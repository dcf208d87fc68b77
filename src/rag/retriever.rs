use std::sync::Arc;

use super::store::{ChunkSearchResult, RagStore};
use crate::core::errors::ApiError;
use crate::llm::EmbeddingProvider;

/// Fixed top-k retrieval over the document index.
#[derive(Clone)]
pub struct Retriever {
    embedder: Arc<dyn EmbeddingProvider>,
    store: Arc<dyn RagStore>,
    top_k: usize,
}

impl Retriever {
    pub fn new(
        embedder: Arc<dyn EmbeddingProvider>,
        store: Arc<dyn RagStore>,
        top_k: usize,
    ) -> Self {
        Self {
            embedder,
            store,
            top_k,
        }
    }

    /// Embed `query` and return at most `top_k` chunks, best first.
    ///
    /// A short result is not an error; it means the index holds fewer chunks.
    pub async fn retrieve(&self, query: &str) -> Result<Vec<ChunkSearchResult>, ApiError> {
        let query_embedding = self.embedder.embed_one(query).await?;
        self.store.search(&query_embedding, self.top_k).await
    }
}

...

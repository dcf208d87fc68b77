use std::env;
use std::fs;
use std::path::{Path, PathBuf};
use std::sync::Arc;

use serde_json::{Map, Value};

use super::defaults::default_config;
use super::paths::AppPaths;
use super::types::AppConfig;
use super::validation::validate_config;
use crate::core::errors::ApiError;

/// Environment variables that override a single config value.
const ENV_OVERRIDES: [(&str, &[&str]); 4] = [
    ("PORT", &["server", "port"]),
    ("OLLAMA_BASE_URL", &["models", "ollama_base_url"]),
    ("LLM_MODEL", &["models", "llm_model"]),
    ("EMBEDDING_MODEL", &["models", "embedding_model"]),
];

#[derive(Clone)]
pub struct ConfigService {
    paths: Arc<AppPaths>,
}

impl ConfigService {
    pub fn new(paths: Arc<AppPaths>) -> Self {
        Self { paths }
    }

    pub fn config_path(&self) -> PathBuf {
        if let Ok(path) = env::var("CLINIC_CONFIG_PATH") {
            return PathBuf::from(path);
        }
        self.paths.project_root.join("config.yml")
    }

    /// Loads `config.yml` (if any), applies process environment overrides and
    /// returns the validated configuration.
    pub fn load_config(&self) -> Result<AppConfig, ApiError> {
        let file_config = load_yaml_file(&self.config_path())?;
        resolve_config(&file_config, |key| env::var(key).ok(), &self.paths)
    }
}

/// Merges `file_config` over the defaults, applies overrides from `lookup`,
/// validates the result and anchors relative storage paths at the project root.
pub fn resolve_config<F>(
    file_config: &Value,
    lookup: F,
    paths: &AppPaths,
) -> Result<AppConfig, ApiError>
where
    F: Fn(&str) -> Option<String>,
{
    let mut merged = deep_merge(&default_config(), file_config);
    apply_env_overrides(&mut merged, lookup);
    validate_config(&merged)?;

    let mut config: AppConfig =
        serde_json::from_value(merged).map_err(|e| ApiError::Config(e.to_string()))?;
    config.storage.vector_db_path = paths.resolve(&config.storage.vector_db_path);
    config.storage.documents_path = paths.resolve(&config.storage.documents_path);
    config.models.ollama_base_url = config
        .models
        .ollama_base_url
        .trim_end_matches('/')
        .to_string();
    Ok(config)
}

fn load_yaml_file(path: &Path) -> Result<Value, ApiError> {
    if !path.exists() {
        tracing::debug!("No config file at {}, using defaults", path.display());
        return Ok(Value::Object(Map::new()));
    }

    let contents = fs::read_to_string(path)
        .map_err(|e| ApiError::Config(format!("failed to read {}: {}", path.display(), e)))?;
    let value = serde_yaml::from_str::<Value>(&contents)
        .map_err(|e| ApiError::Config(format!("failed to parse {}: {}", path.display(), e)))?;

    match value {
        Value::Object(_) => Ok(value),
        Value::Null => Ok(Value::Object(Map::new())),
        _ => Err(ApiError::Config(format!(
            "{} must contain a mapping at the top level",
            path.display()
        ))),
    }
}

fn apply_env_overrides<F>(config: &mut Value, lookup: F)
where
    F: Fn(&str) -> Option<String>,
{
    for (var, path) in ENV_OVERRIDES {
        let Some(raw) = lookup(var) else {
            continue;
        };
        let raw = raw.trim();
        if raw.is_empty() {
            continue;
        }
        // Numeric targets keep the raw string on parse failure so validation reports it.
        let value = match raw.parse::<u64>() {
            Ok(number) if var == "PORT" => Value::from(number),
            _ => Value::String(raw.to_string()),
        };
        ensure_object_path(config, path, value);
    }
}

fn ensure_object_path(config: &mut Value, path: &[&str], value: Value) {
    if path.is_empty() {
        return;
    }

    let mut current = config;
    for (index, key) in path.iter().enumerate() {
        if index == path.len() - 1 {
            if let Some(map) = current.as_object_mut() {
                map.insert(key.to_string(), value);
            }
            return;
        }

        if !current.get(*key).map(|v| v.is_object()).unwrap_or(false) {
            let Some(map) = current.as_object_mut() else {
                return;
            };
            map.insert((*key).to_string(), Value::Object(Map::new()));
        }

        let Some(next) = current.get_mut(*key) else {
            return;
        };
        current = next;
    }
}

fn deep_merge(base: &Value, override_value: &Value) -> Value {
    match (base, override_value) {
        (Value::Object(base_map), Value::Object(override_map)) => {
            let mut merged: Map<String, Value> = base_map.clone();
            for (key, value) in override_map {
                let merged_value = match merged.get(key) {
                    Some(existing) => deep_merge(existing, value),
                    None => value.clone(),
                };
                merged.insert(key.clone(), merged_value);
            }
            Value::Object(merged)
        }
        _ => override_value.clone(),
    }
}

● **Exercise**: All the lines that hold the word "merged" must appear in the answer, copied from the records.

● **Solution to this task**:
    let mut merged = deep_merge(&default_config(), file_config);
    apply_env_overrides(&mut merged, lookup);
    validate_config(&merged)?;
        serde_json::from_value(merged).map_err(|e| ApiError::Config(e.to_string()))?;
            let mut merged: Map<String, Value> = base_map.clone();
                let merged_value = match merged.get(key) {
                merged.insert(key.clone(), merged_value);
            Value::Object(merged)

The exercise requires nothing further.